I mean to allow events logically impossible in this universe & any
others we might try to imagine, for two reasons. First, I think we
are capable of hypothesizing an illogical universe. Second, one
notional way of capturing in logical terms the difference in meaning
between "it is now blue and non-blue" and "it is now red and non-red"
is to define the meaning as the set of universes in which the proposition
is true. If we don't allow logically impossible universes then that
method doesn't work.

> And, if you do (as I gather you intend), does every such universe contain
> ALL events or are these universes distinguishable by containing different
> events -- and perhaps defined by different impossible events?

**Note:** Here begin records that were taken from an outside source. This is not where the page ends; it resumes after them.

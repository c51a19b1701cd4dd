//! Job application model

use std::fmt;
use std::str::FromStr;

use chrono::{DateTime, NaiveDate, Utc};
use serde::{Deserialize, Serialize};

use super::record::{Collection, Record, RecordId, SoftDelete};
use super::timestamp;
use crate::util::days_between;

/// Applications untouched for this many days are swept to `Stale`.
pub const STALE_AFTER_DAYS: i64 = 14;

/// Pipeline stage of an application.
///
/// Unknown stages written by other clients are preserved verbatim.
#[derive(Debug, Clone, PartialEq, Eq, Hash, Serialize, Deserialize)]
#[serde(from = "String", into = "String")]
pub enum ApplicationStatus {
    Applied,
    PhoneScreen,
    TechnicalInterview,
    Onsite,
    Offer,
    Rejected,
    Stale,
    Other(String),
}

impl ApplicationStatus {
    /// Display label, identical to the stored value
    #[must_use]
    pub fn as_str(&self) -> &str {
        match self {
            Self::Applied => "Applied",
            Self::PhoneScreen => "Phone Screen",
            Self::TechnicalInterview => "Technical Interview",
            Self::Onsite => "Onsite",
            Self::Offer => "Offer",
            Self::Rejected => "Rejected",
            Self::Stale => "Stale",
            Self::Other(value) => value,
        }
    }
}

impl From<String> for ApplicationStatus {
    fn from(value: String) -> Self {
        match value.trim().to_ascii_lowercase().as_str() {
            "applied" => Self::Applied,
            "phone screen" | "phone-screen" => Self::PhoneScreen,
            "technical interview" | "technical-interview" => Self::TechnicalInterview,
            "onsite" => Self::Onsite,
            "offer" => Self::Offer,
            "rejected" => Self::Rejected,
            "stale" => Self::Stale,
            _ => Self::Other(value),
        }
    }
}

impl From<ApplicationStatus> for String {
    fn from(value: ApplicationStatus) -> Self {
        match value {
            ApplicationStatus::Other(value) => value,
            known => known.as_str().to_string(),
        }
    }
}

impl FromStr for ApplicationStatus {
    type Err = std::convert::Infallible;

    fn from_str(s: &str) -> Result<Self, Self::Err> {
        Ok(Self::from(s.to_string()))
    }
}

impl fmt::Display for ApplicationStatus {
    fn fmt(&self, f: &mut fmt::Formatter<'_>) -> fmt::Result {
        f.write_str(self.as_str())
    }
}

/// A tracked job application.
#[derive(Debug, Clone, PartialEq, Eq, Serialize, Deserialize)]
#[serde(rename_all = "camelCase")]
pub struct Application {
    pub id: RecordId,
    pub company: String,
    #[serde(default)]
    pub title: String,
    #[serde(default)]
    pub link: String,
    pub date_applied: NaiveDate,
    pub status: ApplicationStatus,
    #[serde(default)]
    pub notes: String,
    /// Last user edit (calendar day); the stale sweep never moves it
    #[serde(default)]
    pub last_updated: Option<NaiveDate>,
    #[serde(default, with = "timestamp")]
    pub updated_at: Option<DateTime<Utc>>,
    /// Soft delete flag for sync
    #[serde(default, skip_serializing_if = "is_false")]
    pub deleted: bool,
    #[serde(default, skip_serializing_if = "Option::is_none", with = "timestamp")]
    pub deleted_at: Option<DateTime<Utc>>,
}

#[allow(clippy::trivially_copy_pass_by_ref)]
const fn is_false(value: &bool) -> bool {
    !*value
}

impl Application {
    /// Create a new application in the `Applied` stage
    #[must_use]
    pub fn new(company: impl Into<String>, title: impl Into<String>, date_applied: NaiveDate) -> Self {
        Self {
            id: RecordId::new(),
            company: company.into(),
            title: title.into(),
            link: String::new(),
            date_applied,
            status: ApplicationStatus::Applied,
            notes: String::new(),
            last_updated: None,
            updated_at: None,
            deleted: false,
            deleted_at: None,
        }
    }

    /// Day of the last user edit, falling back to the application date
    #[must_use]
    pub fn last_touched(&self) -> NaiveDate {
        self.last_updated.unwrap_or(self.date_applied)
    }

    /// Whether the application should be shown in the stale section
    #[must_use]
    pub fn is_stale(&self, today: NaiveDate) -> bool {
        self.status == ApplicationStatus::Stale
            || days_between(self.last_touched(), today) >= STALE_AFTER_DAYS
    }
}

/// Fields replaced by an application edit.
#[derive(Debug, Clone, Default, PartialEq, Eq)]
pub struct ApplicationPatch {
    pub company: Option<String>,
    pub title: Option<String>,
    pub link: Option<String>,
    pub date_applied: Option<NaiveDate>,
    pub status: Option<ApplicationStatus>,
    pub notes: Option<String>,
}

impl Record for Application {
    const COLLECTION: Collection = Collection::Applications;
    type Patch = ApplicationPatch;

    fn id(&self) -> &RecordId {
        &self.id
    }

    fn set_id(&mut self, id: RecordId) {
        self.id = id;
    }

    fn updated_at(&self) -> Option<DateTime<Utc>> {
        self.updated_at
    }

    fn set_updated_at(&mut self, at: DateTime<Utc>) {
        self.updated_at = Some(at);
    }

    fn is_deleted(&self) -> bool {
        self.deleted
    }

    fn prepare_insert(&mut self) {
        self.last_updated = Some(self.date_applied);
    }

    fn apply_patch(&mut self, patch: ApplicationPatch, today: NaiveDate) {
        if let Some(company) = patch.company {
            self.company = company;
        }
        if let Some(title) = patch.title {
            self.title = title;
        }
        if let Some(link) = patch.link {
            self.link = link;
        }
        if let Some(date_applied) = patch.date_applied {
            self.date_applied = date_applied;
        }
        if let Some(status) = patch.status {
            self.status = status;
        }
        if let Some(notes) = patch.notes {
            self.notes = notes;
        }
        self.last_updated = Some(today);
    }
}

impl SoftDelete for Application {
    fn mark_deleted(&mut self, at: DateTime<Utc>) {
        self.deleted = true;
        self.deleted_at = Some(at);
        self.updated_at = Some(at);
    }
}

#[cfg(test)]
mod tests {
    use super::*;

    fn date(y: i32, m: u32, d: u32) -> NaiveDate {
        NaiveDate::from_ymd_opt(y, m, d).unwrap()
    }

    #[test]
    fn test_status_round_trips_known_and_unknown_values() {
        let known: ApplicationStatus = serde_json::from_str("\"Phone Screen\"").unwrap();
        assert_eq!(known, ApplicationStatus::PhoneScreen);
        assert_eq!(serde_json::to_string(&known).unwrap(), "\"Phone Screen\"");

        let unknown: ApplicationStatus = serde_json::from_str("\"Ghosted\"").unwrap();
        assert_eq!(unknown, ApplicationStatus::Other("Ghosted".to_string()));
        assert_eq!(serde_json::to_string(&unknown).unwrap(), "\"Ghosted\"");
    }

    #[test]
    fn test_is_stale_after_fourteen_days() {
        let mut app = Application::new("Acme", "ML Engineer", date(2024, 1, 1));
        app.last_updated = Some(date(2024, 1, 1));
        assert!(!app.is_stale(date(2024, 1, 14)));
        assert!(app.is_stale(date(2024, 1, 15)));
    }

    #[test]
    fn test_is_stale_when_status_already_stale() {
        let mut app = Application::new("Acme", "ML Engineer", date(2024, 1, 1));
        app.status = ApplicationStatus::Stale;
        assert!(app.is_stale(date(2024, 1, 2)));
    }

    #[test]
    fn test_apply_patch_refreshes_last_updated() {
        let mut app = Application::new("Acme", "ML Engineer", date(2024, 1, 1));
        app.prepare_insert();
        assert_eq!(app.last_updated, Some(date(2024, 1, 1)));

        app.apply_patch(
            ApplicationPatch {
                status: Some(ApplicationStatus::Onsite),
                ..ApplicationPatch::default()
            },
            date(2024, 2, 1),
        );
        assert_eq!(app.status, ApplicationStatus::Onsite);
        assert_eq!(app.last_updated, Some(date(2024, 2, 1)));
        assert_eq!(app.company, "Acme");
    }
}
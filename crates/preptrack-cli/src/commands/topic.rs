use std::collections::BTreeMap;

use preptrack_core::models::Topic;
use preptrack_core::services::TrackerService;

use crate::cli::TopicCommands;
use crate::commands::common::{format_topic_lines, resolve_topic};
use crate::error::CliError;

pub async fn run_topic(command: TopicCommands, service: &TrackerService) -> Result<(), CliError> {
    match command {
        TopicCommands::List {
            category,
            open,
            json,
        } => {
            let topics = filter_topics(service.list_topics().await?, category.as_deref(), open);
            if json {
                println!("{}", serde_json::to_string_pretty(&topics)?);
                return Ok(());
            }
            if topics.is_empty() {
                println!("No topics match.");
                return Ok(());
            }
            for (category, topics) in group_by_category(&topics) {
                println!("{category}");
                for line in format_topic_lines(&topics) {
                    println!("  {line}");
                }
            }
        }
        TopicCommands::Complete { topic, undo } => {
            let target = resolve_topic(&topic, &service.list_topics().await?)?;
            service.set_topic_completed(&target.id, !undo).await?;
            if undo {
                println!("Moved '{}' back to practice", target.name);
            } else {
                println!("Moved '{}' to casual revision", target.name);
            }
        }
        TopicCommands::Recompute => {
            let topics = service.recompute_topic_stats().await?;
            let practiced = topics.iter().filter(|topic| topic.practice_count > 0).count();
            println!("Recomputed stats for {} topics ({practiced} practiced)", topics.len());
        }
    }

    Ok(())
}

pub fn filter_topics(topics: Vec<Topic>, category: Option<&str>, open_only: bool) -> Vec<Topic> {
    topics
        .into_iter()
        .filter(|topic| category.map_or(true, |wanted| topic.category.eq_ignore_ascii_case(wanted)))
        .filter(|topic| !open_only || !topic.completed)
        .collect()
}

fn group_by_category(topics: &[Topic]) -> BTreeMap<&str, Vec<Topic>> {
    let mut groups = BTreeMap::<&str, Vec<Topic>>::new();
    for topic in topics {
        groups.entry(&topic.category).or_default().push(topic.clone());
    }
    groups
}
//! preptrack CLI - interview prep tracking from the command line
//!
//! Usage:
//!   prep log add -m 45 -r leetcode=3 -t LSTM
//!   prep app list
//!   prep sync

use std::path::Path;

use clap::Parser;

mod cli;
mod commands;
mod config_profiles;
mod error;

use cli::{Cli, Commands, SyncCommands};
use commands::app::run_app;
use commands::common::{open_service, resolve_db_path};
use commands::completions::run_completions;
use commands::config::run_config;
use commands::export::run_export;
use commands::log::run_log;
use commands::settings::run_settings;
use commands::stats::run_stats;
use commands::sync::{run_sync, run_sync_conflicts, run_sync_status};
use commands::topic::run_topic;
use config_profiles::resolve_remote_config;
use error::CliError;

#[tokio::main]
async fn main() {
    if let Err(error) = run().await {
        eprintln!("Error: {error}");
        std::process::exit(1);
    }
}

async fn run() -> Result<(), CliError> {
    dotenvy::dotenv().ok();

    let mut filter = tracing_subscriber::EnvFilter::from_default_env();
    if let Ok(directive) = "preptrack=info".parse() {
        filter = filter.add_directive(directive);
    }
    tracing_subscriber::fmt()
        .with_env_filter(filter)
        .with_writer(std::io::stderr)
        .init();

    let cli = Cli::parse();
    let db_path = resolve_db_path(cli.db_path);
    let profile = cli.profile.as_deref();

    match cli.command {
        Some(Commands::Completions { shell, output }) => run_completions(shell, output.as_deref()),
        Some(Commands::Config { command }) => run_config(command, profile),
        command => run_with_service(command, &db_path, profile).await,
    }
}

async fn run_with_service(
    command: Option<Commands>,
    db_path: &Path,
    profile: Option<&str>,
) -> Result<(), CliError> {
    let remote = resolve_remote_config(profile).map_err(CliError::Config)?;
    let service = open_service(db_path, &remote).await?;

    match command {
        Some(Commands::Log { command }) => run_log(command, &service).await,
        Some(Commands::Topic { command }) => run_topic(command, &service).await,
        Some(Commands::App { command }) => run_app(command, &service).await,
        Some(Commands::Settings { command }) => run_settings(command, &service).await,
        Some(Commands::Stats { json }) => run_stats(json, &service).await,
        None => run_stats(false, &service).await,
        Some(Commands::Sync { command: None }) => run_sync(&service).await,
        Some(Commands::Sync {
            command: Some(SyncCommands::Status),
        }) => run_sync_status(&service, remote.configured_user_id()).await,
        Some(Commands::Sync {
            command: Some(SyncCommands::Conflicts { limit, json }),
        }) => run_sync_conflicts(limit, json, &service).await,
        Some(Commands::Export { format, output }) => {
            run_export(format, output.as_deref(), &service).await
        }
        Some(Commands::Completions { .. } | Commands::Config { .. }) => Ok(()),
    }
}
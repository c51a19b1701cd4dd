use std::env;

use preptrack_core::config::SyncMode;
use preptrack_core::util::is_http_url;

use crate::cli::{ConfigCommands, SyncModeArg};
use crate::config_profiles::{
    normalize_text_option, remote_config_from_env, CliProfile, CliProfilesConfig,
};
use crate::error::CliError;

pub fn run_config(command: ConfigCommands, global_profile: Option<&str>) -> Result<(), CliError> {
    match command {
        ConfigCommands::Init {
            supabase_url,
            supabase_anon_key,
            table,
            user_id,
            sync_mode,
            no_activate,
        } => run_config_init(
            global_profile,
            ProfileInput {
                supabase_url,
                supabase_anon_key,
                table,
                user_id,
                sync_mode,
            },
            no_activate,
        ),
        ConfigCommands::Show => run_config_show(global_profile),
    }
}

/// Values passed to `config init`; unset fields keep what is stored.
#[derive(Debug, Default)]
pub struct ProfileInput {
    pub supabase_url: Option<String>,
    pub supabase_anon_key: Option<String>,
    pub table: Option<String>,
    pub user_id: Option<String>,
    pub sync_mode: Option<SyncModeArg>,
}

pub fn run_config_init(
    profile_name: Option<&str>,
    input: ProfileInput,
    no_activate: bool,
) -> Result<(), CliError> {
    let mut config = CliProfilesConfig::load().map_err(CliError::Config)?;
    let profile_name = config.resolve_profile_name(profile_name);

    let profile = config.profile_mut_or_default(&profile_name);
    apply_profile_input(
        profile,
        input,
        normalize_text_option(env::var("SUPABASE_URL").ok()),
        normalize_text_option(env::var("SUPABASE_ANON_KEY").ok()),
    );
    validate_profile(profile)?;

    if !no_activate {
        config.active_profile = Some(profile_name.clone());
    }

    let path = config.save().map_err(CliError::Config)?;
    println!(
        "Profile '{}' initialized at {}",
        profile_name,
        path.display()
    );

    let profile = config
        .profiles
        .get(&profile_name)
        .ok_or_else(|| CliError::Config("Failed to persist profile".to_string()))?;
    let missing_fields = missing_profile_fields(profile);
    if missing_fields.is_empty() {
        println!("Sync profile '{profile_name}' is ready. Run `prep sync`.");
    } else {
        println!(
            "Profile '{}' is missing: {}",
            profile_name,
            missing_fields.join(", ")
        );
    }

    Ok(())
}

/// Explicit values first, then the environment, then what is stored.
pub fn apply_profile_input(
    profile: &mut CliProfile,
    input: ProfileInput,
    env_supabase_url: Option<String>,
    env_supabase_anon_key: Option<String>,
) {
    if let Some(value) = normalize_text_option(input.supabase_url).or(env_supabase_url) {
        profile.supabase_url = Some(value);
    }
    if let Some(value) = normalize_text_option(input.supabase_anon_key).or(env_supabase_anon_key) {
        profile.supabase_anon_key = Some(value);
    }
    if let Some(value) = normalize_text_option(input.table) {
        profile.table = Some(value);
    }
    if let Some(value) = normalize_text_option(input.user_id) {
        profile.user_id = Some(value);
    }
    if let Some(mode) = input.sync_mode {
        profile.sync_mode = mode.into();
    }
}

pub fn validate_profile(profile: &CliProfile) -> Result<(), CliError> {
    if let Some(url) = &profile.supabase_url {
        if !is_http_url(url) {
            return Err(CliError::Config(
                "supabase_url must include http:// or https://".to_string(),
            ));
        }
    }
    Ok(())
}

pub fn missing_profile_fields(profile: &CliProfile) -> Vec<&'static str> {
    let mut missing_fields = Vec::new();
    if profile.supabase_url.is_none() {
        missing_fields.push("supabase_url");
    }
    if profile.supabase_anon_key.is_none() {
        missing_fields.push("supabase_anon_key");
    }
    missing_fields
}

pub fn run_config_show(profile_name: Option<&str>) -> Result<(), CliError> {
    let config = CliProfilesConfig::load().map_err(CliError::Config)?;
    let name = config.resolve_profile_name(profile_name);
    let stored = config.profile(&name).cloned().unwrap_or_default();
    let resolved = remote_config_from_env(stored.sync_mode).or(stored.remote_config());

    println!("Profile        {name}");
    println!(
        "Supabase URL   {}",
        resolved.supabase_url.as_deref().unwrap_or("-")
    );
    println!(
        "Anon key       {}",
        if resolved.supabase_anon_key.is_some() {
            "set"
        } else {
            "-"
        }
    );
    println!("Table          {}", resolved.table_name());
    println!(
        "User id        {}",
        resolved
            .configured_user_id()
            .as_deref()
            .unwrap_or("generated per database")
    );
    println!(
        "Sync mode      {}",
        match resolved.sync_mode {
            SyncMode::Merge => "merge",
            SyncMode::LastModified => "last-modified",
        }
    );
    Ok(())
}
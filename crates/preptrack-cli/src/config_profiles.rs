//! Persistent CLI profile configuration.

use std::collections::BTreeMap;
use std::env;
use std::path::{Path, PathBuf};

use preptrack_core::config::{RemoteConfig, SyncMode};
use serde::{Deserialize, Serialize};

const CONFIG_FILE_NAME: &str = "cli-config.json";
const PROFILE_ENV: &str = "PREPTRACK_PROFILE";

#[derive(Debug, Clone, Default, Serialize, Deserialize, PartialEq, Eq)]
pub struct CliProfilesConfig {
    #[serde(default = "default_config_version")]
    pub version: u32,
    #[serde(default)]
    pub active_profile: Option<String>,
    #[serde(default)]
    pub profiles: BTreeMap<String, CliProfile>,
}

#[derive(Debug, Clone, Default, Serialize, Deserialize, PartialEq, Eq)]
pub struct CliProfile {
    #[serde(default)]
    pub supabase_url: Option<String>,
    #[serde(default)]
    pub supabase_anon_key: Option<String>,
    #[serde(default)]
    pub table: Option<String>,
    #[serde(default)]
    pub user_id: Option<String>,
    #[serde(default)]
    pub sync_mode: SyncMode,
}

const fn default_config_version() -> u32 {
    1
}

pub fn default_config_path() -> Result<PathBuf, String> {
    dirs::config_dir()
        .map(|dir| dir.join("preptrack").join(CONFIG_FILE_NAME))
        .ok_or_else(|| "Failed to resolve CLI config directory".to_string())
}

pub fn normalize_text_option(value: Option<String>) -> Option<String> {
    preptrack_core::util::normalize_text_option(value)
}

pub fn normalize_profile_name(value: Option<&str>) -> Option<String> {
    normalize_text_option(value.map(ToString::to_string))
}

impl CliProfilesConfig {
    pub fn load() -> Result<Self, String> {
        Self::load_from_path(&default_config_path()?)
    }

    pub fn load_from_path(path: &Path) -> Result<Self, String> {
        if !path.exists() {
            return Ok(Self::default());
        }

        let raw = std::fs::read_to_string(path)
            .map_err(|error| format!("Failed to read config at {}: {}", path.display(), error))?;
        let mut config = serde_json::from_str::<Self>(&raw)
            .map_err(|error| format!("Failed to parse config at {}: {}", path.display(), error))?;
        config.normalize();
        Ok(config)
    }

    pub fn save(&self) -> Result<PathBuf, String> {
        let path = default_config_path()?;
        self.save_to_path(&path)?;
        Ok(path)
    }

    pub fn save_to_path(&self, path: &Path) -> Result<(), String> {
        if let Some(parent) = path.parent() {
            std::fs::create_dir_all(parent).map_err(|error| {
                format!(
                    "Failed to create config directory {}: {}",
                    parent.display(),
                    error
                )
            })?;
        }

        let mut normalized = self.clone();
        normalized.normalize();
        let serialized = serde_json::to_string_pretty(&normalized)
            .map_err(|error| format!("Failed to serialize config: {error}"))?;
        std::fs::write(path, serialized)
            .map_err(|error| format!("Failed to write config at {}: {}", path.display(), error))
    }

    /// Explicit name, then `PREPTRACK_PROFILE`, then the active profile
    pub fn resolve_profile_name(&self, explicit: Option<&str>) -> String {
        self.resolve_profile_name_with_env(explicit, env::var(PROFILE_ENV).ok().as_deref())
    }

    fn resolve_profile_name_with_env(&self, explicit: Option<&str>, from_env: Option<&str>) -> String {
        normalize_profile_name(explicit)
            .or_else(|| normalize_profile_name(from_env))
            .or_else(|| normalize_profile_name(self.active_profile.as_deref()))
            .unwrap_or_else(|| "default".to_string())
    }

    pub fn profile(&self, name: &str) -> Option<&CliProfile> {
        self.profiles.get(name)
    }

    pub fn profile_mut_or_default(&mut self, name: &str) -> &mut CliProfile {
        self.profiles.entry(name.to_string()).or_default()
    }

    fn normalize(&mut self) {
        self.active_profile = normalize_profile_name(self.active_profile.as_deref());
        for profile in self.profiles.values_mut() {
            profile.normalize();
        }
    }
}

impl CliProfile {
    pub fn remote_config(&self) -> RemoteConfig {
        RemoteConfig {
            supabase_url: normalize_text_option(self.supabase_url.clone()),
            supabase_anon_key: normalize_text_option(self.supabase_anon_key.clone()),
            table: normalize_text_option(self.table.clone()),
            user_id: normalize_text_option(self.user_id.clone()),
            sync_mode: self.sync_mode,
        }
    }

    fn normalize(&mut self) {
        self.supabase_url = normalize_text_option(self.supabase_url.clone());
        self.supabase_anon_key = normalize_text_option(self.supabase_anon_key.clone());
        self.table = normalize_text_option(self.table.clone());
        self.user_id = normalize_text_option(self.user_id.clone());
    }
}

/// Remote settings from `SUPABASE_URL`, `SUPABASE_ANON_KEY` and `PREPTRACK_USER_ID`.
pub fn remote_config_from_env(sync_mode: SyncMode) -> RemoteConfig {
    RemoteConfig {
        supabase_url: normalize_text_option(env::var("SUPABASE_URL").ok()),
        supabase_anon_key: normalize_text_option(env::var("SUPABASE_ANON_KEY").ok()),
        table: normalize_text_option(env::var("PREPTRACK_TABLE").ok()),
        user_id: normalize_text_option(env::var("PREPTRACK_USER_ID").ok()),
        sync_mode,
    }
}

/// Environment values first, then the selected profile.
pub fn resolve_remote_config(profile_name: Option<&str>) -> Result<RemoteConfig, String> {
    let config = CliProfilesConfig::load()?;
    let name = config.resolve_profile_name(profile_name);
    let profile = config
        .profile(&name)
        .map(CliProfile::remote_config)
        .unwrap_or_default();

    tracing::debug!("Using CLI profile '{name}'");
    Ok(remote_config_from_env(profile.sync_mode).or(profile))
}

#[cfg(test)]
mod tests {
    use super::*;
    use pretty_assertions::assert_eq;

    #[test]
    fn normalize_profile_name_rejects_empty() {
        assert_eq!(normalize_profile_name(None), None);
        assert_eq!(normalize_profile_name(Some(" ")), None);
        assert_eq!(normalize_profile_name(Some(" work ")), Some("work".to_string()));
    }

    #[test]
    fn resolve_profile_name_prefers_explicit_then_env_then_active() {
        let config = CliProfilesConfig {
            active_profile: Some("laptop".to_string()),
            ..CliProfilesConfig::default()
        };
        assert_eq!(
            config.resolve_profile_name_with_env(Some("desk"), Some("env")),
            "desk"
        );
        assert_eq!(config.resolve_profile_name_with_env(None, Some("env")), "env");
        assert_eq!(config.resolve_profile_name_with_env(Some(" "), None), "laptop");
        assert_eq!(
            CliProfilesConfig::default().resolve_profile_name_with_env(None, None),
            "default"
        );
    }

    #[test]
    fn config_roundtrip_preserves_profiles() {
        let dir = tempfile::tempdir().unwrap();
        let path = dir.path().join("nested").join(CONFIG_FILE_NAME);

        let mut config = CliProfilesConfig {
            version: 1,
            active_profile: Some(" default ".to_string()),
            profiles: BTreeMap::new(),
        };
        config.profiles.insert(
            "default".to_string(),
            CliProfile {
                supabase_url: Some(" https://project.supabase.co ".to_string()),
                supabase_anon_key: Some(" anon-key ".to_string()),
                table: Some("   ".to_string()),
                user_id: Some("shared-row".to_string()),
                sync_mode: SyncMode::LastModified,
            },
        );

        config.save_to_path(&path).unwrap();
        let loaded = CliProfilesConfig::load_from_path(&path).unwrap();
        let profile = loaded.profile("default").unwrap();

        assert_eq!(loaded.active_profile.as_deref(), Some("default"));
        assert_eq!(
            profile.supabase_url.as_deref(),
            Some("https://project.supabase.co")
        );
        assert_eq!(profile.supabase_anon_key.as_deref(), Some("anon-key"));
        assert_eq!(profile.table, None);
        assert_eq!(profile.sync_mode, SyncMode::LastModified);
    }

    #[test]
    fn missing_config_file_loads_default() {
        let dir = tempfile::tempdir().unwrap();
        let loaded = CliProfilesConfig::load_from_path(&dir.path().join("absent.json")).unwrap();
        assert_eq!(loaded, CliProfilesConfig::default());
    }

    #[test]
    fn profile_remote_config_is_configured_with_url_and_key() {
        let profile = CliProfile {
            supabase_url: Some("https://project.supabase.co".to_string()),
            supabase_anon_key: Some("anon".to_string()),
            ..CliProfile::default()
        };
        let remote = profile.remote_config();
        assert!(remote.is_configured());
        assert_eq!(remote.table_name(), "user_data");
        assert!(!CliProfile::default().remote_config().is_configured());
    }
}
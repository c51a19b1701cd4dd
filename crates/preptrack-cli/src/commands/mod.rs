pub mod app;
pub mod common;
pub mod completions;
pub mod config;
pub mod export;
pub mod log;
pub mod settings;
pub mod stats;
pub mod sync;
pub mod topic;
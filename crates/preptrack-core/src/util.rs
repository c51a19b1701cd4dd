//! Shared utility functions used across multiple modules.

use chrono::{DateTime, NaiveDate, SubsecRound, Utc};

/// Normalize optional text by trimming whitespace and removing empties.
///
/// Returns `None` when the input is `None` or the trimmed value is empty.
pub fn normalize_text_option(value: Option<String>) -> Option<String> {
    let value = value?;
    let value = value.trim();
    if value.is_empty() {
        None
    } else {
        Some(value.to_string())
    }
}

/// Check if a string starts with `http://` or `https://`.
pub fn is_http_url(value: &str) -> bool {
    value.starts_with("http://") || value.starts_with("https://")
}

/// Truncate text to at most 180 characters for error messages.
pub fn compact_text(value: &str) -> String {
    value.trim().chars().take(180).collect()
}

/// Current UTC timestamp used for `updatedAt`/`deletedAt` stamps.
///
/// Truncated to the millisecond precision timestamps are stored with.
pub fn now() -> DateTime<Utc> {
    Utc::now().trunc_subsecs(3)
}

/// Today's date on the local clock.
pub fn today() -> NaiveDate {
    chrono::Local::now().date_naive()
}

/// Absolute number of days between two calendar dates.
pub fn days_between(a: NaiveDate, b: NaiveDate) -> i64 {
    (b - a).num_days().abs()
}
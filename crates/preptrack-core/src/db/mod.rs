//! Local store for Preptrack

mod connection;
mod migrations;
mod store;

pub use connection::Database;
pub use store::{LocalStore, LAST_MODIFIED_KEY, USER_ID_KEY};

They're distinguishable by containing different events, some of which
might be impossible.

> Are your impossible universes, in short, classically impossible or
> something like (but perhaps different from) relevantly impossible?
> I'm not sure that this latter matters, but I would like to get your
> cosmontology sorted out.

I don't know what these kinds of impossibility are.

> Do we disagree about what _nu_ (which is surely not a selbri?) means?

{Nu} expresses a predicate, doesn't it?

> I thought the issue was about whether certain things existed.

This is relevant to the question of what {nu} means.

> To be sure, if we come at these things by words, we have to know what
> thewords mean to answer the question of whether there are any, but
> that is not enough. We also have to look and see in the appropriate
> place. I suspect we do not agree about where to look.  Following logic
> (in the way suggested and since this is a logical language in a very
> genetic way), I look to what the language says, which seems to be that
> any event we can name exists is some washed out sense of "exists" --
> which nonetheless embraces _da_.

I hope you're not thereby ruling the possibility of truthfully asserting
that no member of some namable category exists - e.g. "-Ex beeblejig(x)".

> You want (apparently) to look in the
> (or some) greater extralinguistic world.  Happily, you have now expanded
> that world to the point where it can (should? must?) include all the
> guys I want in, so we ought to be back in synch.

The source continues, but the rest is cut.